**Problem details**
Give back every record exactly as it reads.

**Supplied entries**

──────────────────────────────

//! Input/event controller: maps raw UI events to intents and picks which
//! lookup a submission runs.

use thiserror::Error;

pub const ENTER_KEY: &str = "Enter";

/// The two text inputs of the search form
#[derive(Debug, Clone, Copy, PartialEq, Eq)]
pub enum Field {
    City,
    Zip,
}

/// Raw events from the page controls
#[derive(Debug, Clone, PartialEq, Eq)]
pub enum UiEvent {
    /// Search button
    SearchClicked,
    /// Key released while a text input has focus
    KeyUp { field: Field, key: String },
    /// "Use current location" button
    LocateClicked,
    /// Text input edited
    Input { field: Field, value: String },
}

/// What the dashboard should do in response to an event
#[derive(Debug, Clone, PartialEq, Eq)]
pub enum Intent {
    Submit,
    Locate,
    Edit { field: Field, value: String },
    Ignore,
}

impl From<UiEvent> for Intent {
    fn from(event: UiEvent) -> Self {
        match event {
            UiEvent::SearchClicked => Intent::Submit,
            UiEvent::KeyUp { key, .. } if key == ENTER_KEY => Intent::Submit,
            UiEvent::KeyUp { .. } => Intent::Ignore,
            UiEvent::LocateClicked => Intent::Locate,
            UiEvent::Input { field, value } => Intent::Edit { field, value },
        }
    }
}

/// Lookup chosen for a form submission
#[derive(Debug, Clone, PartialEq, Eq)]
pub enum Submission {
    Zip(String),
    City(String),
}

#[derive(Debug, Clone, PartialEq, Eq, Error)]
pub enum InputError {
    #[error("Please enter a city name or ZIP code!")]
    Empty,
}

/// Pick the lookup for the current form values. A ZIP code always wins
/// over a city name; both are trimmed first.
pub fn choose_submission(city: &str, zip: &str) -> Result<Submission, InputError> {
    let city = city.trim();
    let zip = zip.trim();

    if !zip.is_empty() {
        Ok(Submission::Zip(zip.to_string()))
    } else if !city.is_empty() {
        Ok(Submission::City(city.to_string()))
    } else {
        Err(InputError::Empty)
    }
}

──────────────────────────────

**Response box**
//! Input/event controller: maps raw UI events to intents and picks which
//! lookup a submission runs.

use thiserror::Error;

pub const ENTER_KEY: &str = "Enter";

/// The two text inputs of the search form
#[derive(Debug, Clone, Copy, PartialEq, Eq)]
pub enum Field {
    City,
    Zip,
}

/// Raw events from the page controls
#[derive(Debug, Clone, PartialEq, Eq)]
pub enum UiEvent {
    /// Search button
    SearchClicked,
    /// Key released while a text input has focus
    KeyUp { field: Field, key: String },
    /// "Use current location" button
    LocateClicked,
    /// Text input edited
    Input { field: Field, value: String },
}

/// What the dashboard should do in response to an event
#[derive(Debug, Clone, PartialEq, Eq)]
pub enum Intent {
    Submit,
    Locate,
    Edit { field: Field, value: String },
    Ignore,
}

impl From<UiEvent> for Intent {
    fn from(event: UiEvent) -> Self {
        match event {
            UiEvent::SearchClicked => Intent::Submit,
            UiEvent::KeyUp { key, .. } if key == ENTER_KEY => Intent::Submit,
            UiEvent::KeyUp { .. } => Intent::Ignore,
            UiEvent::LocateClicked => Intent::Locate,
            UiEvent::Input { field, value } => Intent::Edit { field, value },
        }
    }
}

/// Lookup chosen for a form submission
#[derive(Debug, Clone, PartialEq, Eq)]
pub enum Submission {
    Zip(String),
    City(String),
}

#[derive(Debug, Clone, PartialEq, Eq, Error)]
pub enum InputError {
    #[error("Please enter a city name or ZIP code!")]
    Empty,
}

/// Pick the lookup for the current form values. A ZIP code always wins
/// over a city name; both are trimmed first.
pub fn choose_submission(city: &str, zip: &str) -> Result<Submission, InputError> {
    let city = city.trim();
    let zip = zip.trim();

    if !zip.is_empty() {
        Ok(Submission::Zip(zip.to_string()))
    } else if !city.is_empty() {
        Ok(Submission::City(city.to_string()))
    } else {
        Err(InputError::Empty)
    }
}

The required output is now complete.